Animal Models: Flies, Fish, and Yeast


The molecular pathogenesis of human cancer is a complex process that often requires the cooperation of genetic mutations within many cellular pathways that ultimately lead to tumorigenesis. Simple model organisms with conserved genes and developmental pathways offer systems with which to dissect the role of individual genes and their contribution to the development of cancer in vivo. From single-celled yeasts to vertebrate fish such as the zebrafish, each model system provides its own unique strengths with which to identify new genes and to elucidate genetic interactions required for the development of cancer.

Why Use a Simple Model Organism?

Cancer develops as a result of disruption of the normal physiological processes of cell growth, differentiation, and proliferation. Genes involved in these processes encode transcription factors and other regulatory proteins controlling the cell cycle, apoptosis, and survival. Many of these genes, found in the simplest eukaryotes, are conserved with higher species. Over several decades the development of tools for forward genetic analysis based on phenotype in simple organisms has led to yeasts (Saccharomyces cerevisiae) , the fruit fly (Drosophila melanogaster) , and more recently the zebrafish (Danio rerio) emerging as the key simple organisms for investigating cancer genetics ( Figure 8-1 ).

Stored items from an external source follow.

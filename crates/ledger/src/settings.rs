use serde::{Deserialize, Serialize};

use propledger_core::{DomainError, DomainResult};

#[derive(Debug, Copy, Clone, Default, PartialEq, Eq, Serialize, Deserialize)]
#[serde(rename_all = "lowercase")]
pub enum Theme {
    #[default]
    Light,
    Dark,
}

/// Per-tenant presentation preferences.
#[derive(Debug, Clone, PartialEq, Eq, Serialize, Deserialize)]
#[serde(default)]
pub struct AppSettings {
    pub theme: Theme,
    pub font_family: String,
    pub font_size: u8,
    pub currency: String,
    pub date_format: String,
}

impl Default for AppSettings {
    fn default() -> Self {
        Self {
            theme: Theme::Light,
            font_family: "Cairo".to_string(),
            font_size: 14,
            currency: "EGP".to_string(),
            date_format: "YYYY-MM-DD".to_string(),
        }
    }
}

impl AppSettings {
    pub const FONT_SIZE_RANGE: std::ops::RangeInclusive<u8> = 8..=32;

    pub fn validate(&self) -> DomainResult<()> {
        if self.font_family.trim().is_empty() {
            return Err(DomainError::validation("settings.font_family: is required"));
        }
        if !Self::FONT_SIZE_RANGE.contains(&self.font_size) {
            return Err(DomainError::validation(format!(
                "settings.font_size: must be between {} and {}",
                Self::FONT_SIZE_RANGE.start(),
                Self::FONT_SIZE_RANGE.end()
            )));
        }
        if self.currency.len() != 3 || !self.currency.chars().all(|c| c.is_ascii_uppercase()) {
            return Err(DomainError::validation(
                "settings.currency: must be a three-letter ISO code",
            ));
        }
        if self.date_format.trim().is_empty() {
            return Err(DomainError::validation("settings.date_format: is required"));
        }
        Ok(())
    }
}

#[cfg(test)]
mod tests {
    use super::*;

    #[test]
    fn defaults_are_valid() {
        assert!(AppSettings::default().validate().is_ok());
    }

    #[test]
    fn partial_json_fills_defaults() {
        let s: AppSettings = serde_json::from_str(r#"{"theme":"dark","font_size":16}"#).unwrap();
        assert_eq!(s.theme, Theme::Dark);
        assert_eq!(s.font_size, 16);
        assert_eq!(s.currency, "EGP");
    }

    #[test]
    fn rejects_out_of_range_values() {
        let mut s = AppSettings { font_size: 40, ..AppSettings::default() };
        assert!(s.validate().is_err());
        s.font_size = 12;
        s.currency = "egp".into();
        assert!(s.validate().is_err());
    }
}
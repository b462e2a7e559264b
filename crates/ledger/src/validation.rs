//! Field validation shared by every create/update path.
//!
//! Rules live in one table keyed by `(EntityKind, field)`. Records only expose
//! their field values; [`validate`] looks up the rules for the record's kind
//! and applies them, then runs the record's cross-field invariants.

use rust_decimal::Decimal;

use propledger_core::{DomainError, DomainResult, Entity, EntityKind, Money};

/// A single field rule.
#[derive(Debug, Copy, Clone, PartialEq, Eq)]
pub enum Rule {
    /// Text must be non-blank.
    Required,
    /// Text (when present) must not exceed this many characters.
    MaxLength(usize),
    /// Optional phone number: `+` then 7..=15 digits; spaces and dashes ignored.
    Phone,
    /// Optional national id: exactly 14 digits.
    NationalId,
    /// Amount > 0.
    Positive,
    /// Amount >= 0.
    NonNegative,
    /// 0 < value <= 100.
    Percentage,
}

/// A record field as seen by the rule table.
#[derive(Debug, Copy, Clone, PartialEq, Eq)]
pub enum FieldValue<'a> {
    Text(&'a str),
    OptText(Option<&'a str>),
    Amount(Money),
    Number(Decimal),
}

/// Records expose field values for the rule table and may add invariants that
/// span several fields.
pub trait Validate {
    fn field_values(&self) -> Vec<(&'static str, FieldValue<'_>)>;

    fn check_invariants(&self) -> DomainResult<()> {
        Ok(())
    }
}

pub const FIELD_RULES: &[(EntityKind, &str, Rule)] = &[
    (EntityKind::Customer, "name", Rule::Required),
    (EntityKind::Customer, "name", Rule::MaxLength(120)),
    (EntityKind::Customer, "phone", Rule::Required),
    (EntityKind::Customer, "phone", Rule::Phone),
    (EntityKind::Customer, "national_id", Rule::NationalId),
    (EntityKind::Customer, "address", Rule::MaxLength(250)),
    (EntityKind::Unit, "code", Rule::Required),
    (EntityKind::Unit, "code", Rule::MaxLength(40)),
    (EntityKind::Unit, "unit_type", Rule::Required),
    (EntityKind::Unit, "area", Rule::NonNegative),
    (EntityKind::Unit, "list_price", Rule::NonNegative),
    (EntityKind::PartnerGroup, "name", Rule::Required),
    (EntityKind::Partner, "name", Rule::Required),
    (EntityKind::Partner, "phone", Rule::Phone),
    (EntityKind::UnitPartner, "percentage", Rule::Percentage),
    (EntityKind::Broker, "name", Rule::Required),
    (EntityKind::Broker, "phone", Rule::Phone),
    (EntityKind::BrokerDue, "amount", Rule::Positive),
    (EntityKind::PartnerDebt, "amount", Rule::Positive),
    (EntityKind::PartnerDebt, "description", Rule::MaxLength(500)),
    (EntityKind::Installment, "amount", Rule::Positive),
    (EntityKind::Installment, "paid_amount", Rule::NonNegative),
    (EntityKind::Contract, "total_price", Rule::Positive),
    (EntityKind::Contract, "discount_amount", Rule::NonNegative),
    (EntityKind::Contract, "broker_amount", Rule::NonNegative),
    (EntityKind::Safe, "name", Rule::Required),
    (EntityKind::Safe, "name", Rule::MaxLength(120)),
    (EntityKind::Transfer, "amount", Rule::Positive),
    (EntityKind::Transfer, "description", Rule::MaxLength(500)),
    (EntityKind::Voucher, "amount", Rule::Positive),
    (EntityKind::Voucher, "description", Rule::MaxLength(500)),
];

/// Apply every table rule for `T::KIND`, then the record's own invariants.
pub fn validate<T: Entity + Validate>(record: &T) -> DomainResult<()> {
    let values = record.field_values();
    for (kind, field, rule) in FIELD_RULES {
        if *kind != T::KIND {
            continue;
        }
        for (name, value) in values.iter().filter(|(name, _)| name == field) {
            check(*rule, value).map_err(|msg| {
                DomainError::validation(format!("{}.{}: {}", T::KIND, name, msg))
            })?;
        }
    }
    record.check_invariants()
}

fn check(rule: Rule, value: &FieldValue<'_>) -> Result<(), String> {
    match (rule, value) {
        (Rule::Required, FieldValue::Text(s)) => required(Some(s)),
        (Rule::Required, FieldValue::OptText(s)) => required(*s),
        (Rule::MaxLength(max), FieldValue::Text(s)) => max_length(s, max),
        (Rule::MaxLength(max), FieldValue::OptText(Some(s))) => max_length(s, max),
        (Rule::Phone, FieldValue::Text(s)) => phone(s),
        (Rule::Phone, FieldValue::OptText(Some(s))) => phone(s),
        (Rule::NationalId, FieldValue::Text(s)) => national_id(s),
        (Rule::NationalId, FieldValue::OptText(Some(s))) => national_id(s),
        (Rule::Positive, v) => match number(v) {
            Some(n) if n > Decimal::ZERO => Ok(()),
            Some(_) => Err("must be greater than zero".to_string()),
            None => Ok(()),
        },
        (Rule::NonNegative, v) => match number(v) {
            Some(n) if n < Decimal::ZERO => Err("must not be negative".to_string()),
            _ => Ok(()),
        },
        (Rule::Percentage, v) => match number(v) {
            Some(n) if n <= Decimal::ZERO || n > Decimal::ONE_HUNDRED => {
                Err("must be within (0, 100]".to_string())
            }
            _ => Ok(()),
        },
        _ => Ok(()),
    }
}

fn number(value: &FieldValue<'_>) -> Option<Decimal> {
    match value {
        FieldValue::Amount(m) => Some(m.amount()),
        FieldValue::Number(n) => Some(*n),
        _ => None,
    }
}

fn required(s: Option<&str>) -> Result<(), String> {
    match s {
        Some(s) if !s.trim().is_empty() => Ok(()),
        _ => Err("is required".to_string()),
    }
}

fn max_length(s: &str, max: usize) -> Result<(), String> {
    if s.chars().count() > max {
        Err(format!("must be at most {max} characters"))
    } else {
        Ok(())
    }
}

fn phone(s: &str) -> Result<(), String> {
    let compact: String = s.chars().filter(|c| *c != ' ' && *c != '-').collect();
    if compact.is_empty() {
        return Ok(());
    }
    let digits = compact.strip_prefix('+').unwrap_or(&compact);
    if (7..=15).contains(&digits.len()) && digits.chars().all(|c| c.is_ascii_digit()) {
        Ok(())
    } else {
        Err("must be a phone number of 7 to 15 digits".to_string())
    }
}

fn national_id(s: &str) -> Result<(), String> {
    if s.is_empty() {
        return Ok(());
    }
    if s.len() == 14 && s.chars().all(|c| c.is_ascii_digit()) {
        Ok(())
    } else {
        Err("must be exactly 14 digits".to_string())
    }
}

#[cfg(test)]
mod tests {
    use super::*;

    #[test]
    fn phone_accepts_common_formats() {
        assert!(phone("+20 100-123-4567").is_ok());
        assert!(phone("01001234567").is_ok());
        assert!(phone("").is_ok());
        assert!(phone("12345").is_err());
        assert!(phone("0100abc4567").is_err());
    }

    #[test]
    fn national_id_requires_fourteen_digits() {
        assert!(national_id("29801011234567").is_ok());
        assert!(national_id("2980101123456").is_err());
        assert!(national_id("2980101123456x").is_err());
    }

    #[test]
    fn percentage_bounds() {
        let ok = FieldValue::Number(Decimal::ONE_HUNDRED);
        let zero = FieldValue::Number(Decimal::ZERO);
        assert!(check(Rule::Percentage, &ok).is_ok());
        assert!(check(Rule::Percentage, &zero).is_err());
    }

    #[test]
    fn absent_optional_text_passes_format_rules() {
        assert!(check(Rule::Phone, &FieldValue::OptText(None)).is_ok());
        assert!(check(Rule::NationalId, &FieldValue::OptText(None)).is_ok());
        assert!(check(Rule::Required, &FieldValue::OptText(None)).is_err());
    }
}
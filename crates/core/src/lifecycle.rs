//! Soft-delete lifecycle.
//!
//! A record is either active or deleted; there is no way back. Stores only
//! hand out `Lifecycle<T>` from explicit "include deleted" reads, so default
//! reads can never accidentally aggregate a deleted row.

use chrono::{DateTime, Utc};
use serde::{Deserialize, Serialize};

#[derive(Debug, Clone, PartialEq, Eq, Serialize, Deserialize)]
#[serde(tag = "state", rename_all = "snake_case")]
pub enum Lifecycle<T> {
    Active { record: T },
    Deleted { record: T, deleted_at: DateTime<Utc> },
}

impl<T> Lifecycle<T> {
    pub fn active(record: T) -> Self {
        Lifecycle::Active { record }
    }

    pub fn deleted(record: T, deleted_at: DateTime<Utc>) -> Self {
        Lifecycle::Deleted { record, deleted_at }
    }

    pub fn is_active(&self) -> bool {
        matches!(self, Lifecycle::Active { .. })
    }

    pub fn record(&self) -> &T {
        match self {
            Lifecycle::Active { record } | Lifecycle::Deleted { record, .. } => record,
        }
    }

    pub fn deleted_at(&self) -> Option<DateTime<Utc>> {
        match self {
            Lifecycle::Active { .. } => None,
            Lifecycle::Deleted { deleted_at, .. } => Some(*deleted_at),
        }
    }

    /// The record if it is still active.
    pub fn into_active(self) -> Option<T> {
        match self {
            Lifecycle::Active { record } => Some(record),
            Lifecycle::Deleted { .. } => None,
        }
    }

    pub fn map<U>(self, f: impl FnOnce(T) -> U) -> Lifecycle<U> {
        match self {
            Lifecycle::Active { record } => Lifecycle::Active { record: f(record) },
            Lifecycle::Deleted { record, deleted_at } => Lifecycle::Deleted {
                record: f(record),
                deleted_at,
            },
        }
    }
}

#[cfg(test)]
mod tests {
    use super::*;

    #[test]
    fn deleted_records_are_not_active() {
        let now = Utc::now();
        let l = Lifecycle::deleted(5, now);
        assert!(!l.is_active());
        assert_eq!(l.deleted_at(), Some(now));
        assert_eq!(l.clone().into_active(), None);
        assert_eq!(*l.record(), 5);
    }

    #[test]
    fn serializes_with_state_tag() {
        let json = serde_json::to_value(Lifecycle::active("x")).unwrap();
        assert_eq!(json["state"], "active");
        assert_eq!(json["record"], "x");
    }
}
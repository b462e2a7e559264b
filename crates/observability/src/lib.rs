//! Process-wide tracing setup shared by the binary and tests.

/// Tracing subscriber configuration.
pub mod tracing;

pub use crate::tracing::LogFormat;

/// Install the global subscriber using `RUST_LOG` / `PROPLEDGER_LOG_FORMAT`.
///
/// Safe to call more than once; later calls are no-ops.
pub fn init() {
    tracing::init(LogFormat::from_env(), "info");
}
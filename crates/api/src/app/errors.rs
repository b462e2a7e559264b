use axum::http::StatusCode;
use axum::response::IntoResponse;
use serde_json::json;

use propledger_auth::AuthzError;
use propledger_core::DomainError;
use propledger_infra::{LedgerError, StoreError};

/// Map a ledger failure to the error envelope.
pub fn ledger_error_to_response(err: LedgerError) -> axum::response::Response {
    match err {
        LedgerError::Domain(e) => domain_error_to_response(e),
        LedgerError::Store(e) => store_error_to_response(e),
    }
}

pub fn domain_error_to_response(err: DomainError) -> axum::response::Response {
    match err {
        DomainError::Validation(msg) => json_error(StatusCode::BAD_REQUEST, "validation_error", msg),
        DomainError::InvalidId(msg) => json_error(StatusCode::BAD_REQUEST, "invalid_id", msg),
        DomainError::InvariantViolation(msg) => {
            json_error(StatusCode::BAD_REQUEST, "invariant_violation", msg)
        }
        e @ DomainError::NotFound(_) => json_error(StatusCode::NOT_FOUND, "not_found", e.to_string()),
        DomainError::Conflict(msg) => json_error(StatusCode::CONFLICT, "conflict", msg),
    }
}

fn store_error_to_response(err: StoreError) -> axum::response::Response {
    match err {
        e @ StoreError::NotFound { .. } => json_error(StatusCode::NOT_FOUND, "not_found", e.to_string()),
        e @ StoreError::Duplicate { .. } => json_error(StatusCode::CONFLICT, "conflict", e.to_string()),
        StoreError::Concurrency(msg) => json_error(StatusCode::CONFLICT, "conflict", msg),
        e => {
            tracing::error!(error = %e, "store failure");
            json_error(StatusCode::INTERNAL_SERVER_ERROR, "store_error", "internal storage error")
        }
    }
}

pub fn forbidden(err: AuthzError) -> axum::response::Response {
    json_error(StatusCode::FORBIDDEN, "forbidden", err.to_string())
}

pub fn json_error(
    status: StatusCode,
    code: &'static str,
    message: impl Into<String>,
) -> axum::response::Response {
    (
        status,
        axum::Json(json!({
            "success": false,
            "error": {
                "code": code,
                "message": message.into(),
            },
        })),
    )
        .into_response()
}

Figure 8-1, Model organisms (the budding yeast— Saccharomyces cerevisiae ; the fruit fly— Drosophila melanogaster; and the zebrafish— Danio rerio ) and their key attributes as models for dissecting the molecular basis of cancer.

In addition to their individual strengths for investigating conserved pathways there are three main practical reasons to use a simple model organism: time, space, and tractability. Yeasts such as Saccharomyces cerevisiae (S. cerevisiae) and Schizosaccharomyces pombe (S. pombe) are single-cell organisms. They have comparatively few genes and little intronic DNA. They replicate rapidly by budding (S. cerevisiae) or fission (S. pombe) and can be maintained in large numbers in both haploid and diploid states, facilitating the isolation and investigation of recessive mutations. Yeast cell numbers double every 100 minutes (given adequate nutrition), and these organisms are safe and cheap to maintain. The whole organism can be readily visualized by light microscopy, and the incorporation of fluorescent proteins allows subcellular localization of specific proteins in real time. Similarly, Drosophila melanogaster has a life cycle of 10 days, and large numbers of animals can be maintained in a small space. This multicellular organism can be used to examine cell-cell interactions and the roles of non-cell autonomous gene function in the development of cancer. Although Drosophila melanogaster does not develop cancer in its classical form and lacks the closed blood system of vertebrates, ingenious genetic techniques have been applied to model pathways involved in the development of cancer and invasive metastases in this organism, which has the added advantage of being both multicellular and tractable to single-cell resolution. The zebrafish is relatively new to the field of well-characterized model organisms but has rapidly gained popularity. As a vertebrate with a closed vascular system (and beating heart), it provides an ideal intermediate model system between studies in invertebrates and small mammals such as the mouse. In contrast to the mouse, zebrafish development occurs rapidly outside the mother in transparent embryos, allowing direct visualization of the evolving systems and easy analysis of incorporated fluorescent markers. Its small size and high fecundity allow it to be easily maintained. The ability to directly visualize development in the embryo is particularly beneficial given that proto-oncogenes often have a crucial role during embryonic development.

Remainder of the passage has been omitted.